__TASK DETAILS__
Write out the following listing in full, exactly as it reads.

__INFORMATION__
....

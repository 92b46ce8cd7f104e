//! Completion rules and advisories.
//!
//! Blocking rules run only when an encounter is completed. They are evaluated in order and the
//! first failure is reported together with the section the operator has to go back to.
//! Advisories are computed on demand and never block anything.

use crate::constants::{DIAGNOSIS_PRESENT_RULE, PRESENT_ILLNESS_RULE};
use crate::record::diagnosis::DiagnosisType;
use crate::record::{ConsultationRecord, SectionId};
use hims_types::is_blank;
use serde::Serialize;

/// One blocking completion rule.
#[derive(Clone, Debug)]
pub struct CompletionRule {
    pub id: &'static str,
    pub section: SectionId,
    pub message: &'static str,
    pub passes: fn(&ConsultationRecord) -> bool,
}

/// The first rule that failed.
#[derive(Clone, Debug, PartialEq, Eq, Serialize, thiserror::Error)]
#[serde(rename_all = "camelCase")]
#[error("{section}: {message}")]
pub struct ValidationFailure {
    pub rule_id: &'static str,
    pub section: SectionId,
    pub message: &'static str,
}

impl From<&CompletionRule> for ValidationFailure {
    fn from(rule: &CompletionRule) -> Self {
        Self {
            rule_id: rule.id,
            section: rule.section,
            message: rule.message,
        }
    }
}

/// Ordered, fail-fast list of completion rules.
#[derive(Clone, Debug)]
pub struct ValidationGate {
    rules: Vec<CompletionRule>,
}

impl Default for ValidationGate {
    fn default() -> Self {
        Self::standard()
    }
}

impl ValidationGate {
    pub fn new(rules: Vec<CompletionRule>) -> Self {
        Self { rules }
    }

    /// Present illness first, then at least one diagnosis.
    pub fn standard() -> Self {
        Self::new(vec![
            CompletionRule {
                id: PRESENT_ILLNESS_RULE,
                section: SectionId::History,
                message: "Present illness is required",
                passes: |record| !is_blank(&record.history.present_illness),
            },
            CompletionRule {
                id: DIAGNOSIS_PRESENT_RULE,
                section: SectionId::Diagnosis,
                message: "At least one diagnosis is required",
                passes: |record| !record.diagnosis.diagnoses.is_empty(),
            },
        ])
    }

    pub fn rules(&self) -> &[CompletionRule] {
        &self.rules
    }

    pub fn evaluate(&self, record: &ConsultationRecord) -> Result<(), ValidationFailure> {
        match self.rules.iter().find(|rule| !(rule.passes)(record)) {
            Some(rule) => Err(rule.into()),
            None => Ok(()),
        }
    }
}

#[derive(Clone, Copy, Debug, PartialEq, Eq, Serialize)]
#[serde(rename_all = "kebab-case")]
pub enum AdvisoryKind {
    DiagnosisWithoutReasoning,
    MultiplePrimaryDiagnoses,
    NoPrimaryDiagnosis,
    MedicationWithoutDosage,
    AppointmentWithoutPlan,
    NoVitalSigns,
}

/// A non-blocking completeness signal.
#[derive(Clone, Debug, PartialEq, Eq, Serialize)]
pub struct Advisory {
    pub kind: AdvisoryKind,
    pub section: SectionId,
    pub message: String,
}

impl Advisory {
    fn new(kind: AdvisoryKind, section: SectionId, message: impl Into<String>) -> Self {
        Self {
            kind,
            section,
            message: message.into(),
        }
    }
}

/// Everything that looks incomplete in `record`, in section order.
pub fn advisories(record: &ConsultationRecord) -> Vec<Advisory> {
    let mut out = Vec::new();

    if !record.examination.has_vital_signs() {
        out.push(Advisory::new(
            AdvisoryKind::NoVitalSigns,
            SectionId::Examination,
            "No vital signs recorded",
        ));
    }

    let diagnoses = &record.diagnosis.diagnoses;
    for diagnosis in diagnoses.iter().filter(|d| is_blank(&d.reasoning)) {
        out.push(Advisory::new(
            AdvisoryKind::DiagnosisWithoutReasoning,
            SectionId::Diagnosis,
            format!("Diagnosis '{}' has no reasoning", diagnosis.name),
        ));
    }
    if !diagnoses.is_empty() {
        match record.diagnosis.primary_count() {
            0 => out.push(Advisory::new(
                AdvisoryKind::NoPrimaryDiagnosis,
                SectionId::Diagnosis,
                "No primary diagnosis",
            )),
            1 => {}
            n => out.push(Advisory::new(
                AdvisoryKind::MultiplePrimaryDiagnoses,
                SectionId::Diagnosis,
                format!("{n} diagnoses are marked primary"),
            )),
        }
    }

    for medication in record
        .orders
        .medications
        .iter()
        .filter(|m| is_blank(&m.dosage))
    {
        out.push(Advisory::new(
            AdvisoryKind::MedicationWithoutDosage,
            SectionId::Orders,
            format!("Medication '{}' has no dosage", medication.name),
        ));
    }

    let follow_up = &record.follow_up;
    if follow_up.next_appointment.is_some() && is_blank(&follow_up.plan) {
        out.push(Advisory::new(
            AdvisoryKind::AppointmentWithoutPlan,
            SectionId::FollowUp,
            "Follow-up appointment has no plan",
        ));
    }

    out
}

....

__TASK ANSWER__
repository 92b46ce8cd7f104e
//! Completion rules and advisories.
//!
//! Blocking rules run only when an encounter is completed. They are evaluated in order and the
//! first failure is reported together with the section the operator has to go back to.
//! Advisories are computed on demand and never block anything.

use crate::constants::{DIAGNOSIS_PRESENT_RULE, PRESENT_ILLNESS_RULE};
use crate::record::diagnosis::DiagnosisType;
use crate::record::{ConsultationRecord, SectionId};
use hims_types::is_blank;
use serde::Serialize;

/// One blocking completion rule.
#[derive(Clone, Debug)]
pub struct CompletionRule {
    pub id: &'static str,
    pub section: SectionId,
    pub message: &'static str,
    pub passes: fn(&ConsultationRecord) -> bool,
}

/// The first rule that failed.
#[derive(Clone, Debug, PartialEq, Eq, Serialize, thiserror::Error)]
#[serde(rename_all = "camelCase")]
#[error("{section}: {message}")]
pub struct ValidationFailure {
    pub rule_id: &'static str,
    pub section: SectionId,
    pub message: &'static str,
}

impl From<&CompletionRule> for ValidationFailure {
    fn from(rule: &CompletionRule) -> Self {
        Self {
            rule_id: rule.id,
            section: rule.section,
            message: rule.message,
        }
    }
}

/// Ordered, fail-fast list of completion rules.
#[derive(Clone, Debug)]
pub struct ValidationGate {
    rules: Vec<CompletionRule>,
}

impl Default for ValidationGate {
    fn default() -> Self {
        Self::standard()
    }
}

impl ValidationGate {
    pub fn new(rules: Vec<CompletionRule>) -> Self {
        Self { rules }
    }

    /// Present illness first, then at least one diagnosis.
    pub fn standard() -> Self {
        Self::new(vec![
            CompletionRule {
                id: PRESENT_ILLNESS_RULE,
                section: SectionId::History,
                message: "Present illness is required",
                passes: |record| !is_blank(&record.history.present_illness),
            },
            CompletionRule {
                id: DIAGNOSIS_PRESENT_RULE,
                section: SectionId::Diagnosis,
                message: "At least one diagnosis is required",
                passes: |record| !record.diagnosis.diagnoses.is_empty(),
            },
        ])
    }

    pub fn rules(&self) -> &[CompletionRule] {
        &self.rules
    }

    pub fn evaluate(&self, record: &ConsultationRecord) -> Result<(), ValidationFailure> {
        match self.rules.iter().find(|rule| !(rule.passes)(record)) {
            Some(rule) => Err(rule.into()),
            None => Ok(()),
        }
    }
}

#[derive(Clone, Copy, Debug, PartialEq, Eq, Serialize)]
#[serde(rename_all = "kebab-case")]
pub enum AdvisoryKind {
    DiagnosisWithoutReasoning,
    MultiplePrimaryDiagnoses,
    NoPrimaryDiagnosis,
    MedicationWithoutDosage,
    AppointmentWithoutPlan,
    NoVitalSigns,
}

/// A non-blocking completeness signal.
#[derive(Clone, Debug, PartialEq, Eq, Serialize)]
pub struct Advisory {
    pub kind: AdvisoryKind,
    pub section: SectionId,
    pub message: String,
}

impl Advisory {
    fn new(kind: AdvisoryKind, section: SectionId, message: impl Into<String>) -> Self {
        Self {
            kind,
            section,
            message: message.into(),
        }
    }
}

/// Everything that looks incomplete in `record`, in section order.
pub fn advisories(record: &ConsultationRecord) -> Vec<Advisory> {
    let mut out = Vec::new();

    if !record.examination.has_vital_signs() {
        out.push(Advisory::new(
            AdvisoryKind::NoVitalSigns,
            SectionId::Examination,
            "No vital signs recorded",
        ));
    }

    let diagnoses = &record.diagnosis.diagnoses;
    for diagnosis in diagnoses.iter().filter(|d| is_blank(&d.reasoning)) {
        out.push(Advisory::new(
            AdvisoryKind::DiagnosisWithoutReasoning,
            SectionId::Diagnosis,
            format!("Diagnosis '{}' has no reasoning", diagnosis.name),
        ));
    }
    if !diagnoses.is_empty() {
        match record.diagnosis.primary_count() {
            0 => out.push(Advisory::new(
                AdvisoryKind::NoPrimaryDiagnosis,
                SectionId::Diagnosis,
                "No primary diagnosis",
            )),
            1 => {}
            n => out.push(Advisory::new(
                AdvisoryKind::MultiplePrimaryDiagnoses,
                SectionId::Diagnosis,
                format!("{n} diagnoses are marked primary"),
            )),
        }
    }

    for medication in record
        .orders
        .medications
        .iter()
        .filter(|m| is_blank(&m.dosage))
    {
        out.push(Advisory::new(
            AdvisoryKind::MedicationWithoutDosage,
            SectionId::Orders,
            format!("Medication '{}' has no dosage", medication.name),
        ));
    }

    let follow_up = &record.follow_up;
    if follow_up.next_appointment.is_some() && is_blank(&follow_up.plan) {
        out.push(Advisory::new(
            AdvisoryKind::AppointmentWithoutPlan,
            SectionId::FollowUp,
            "Follow-up appointment has no plan",
        ));
    }

    out
}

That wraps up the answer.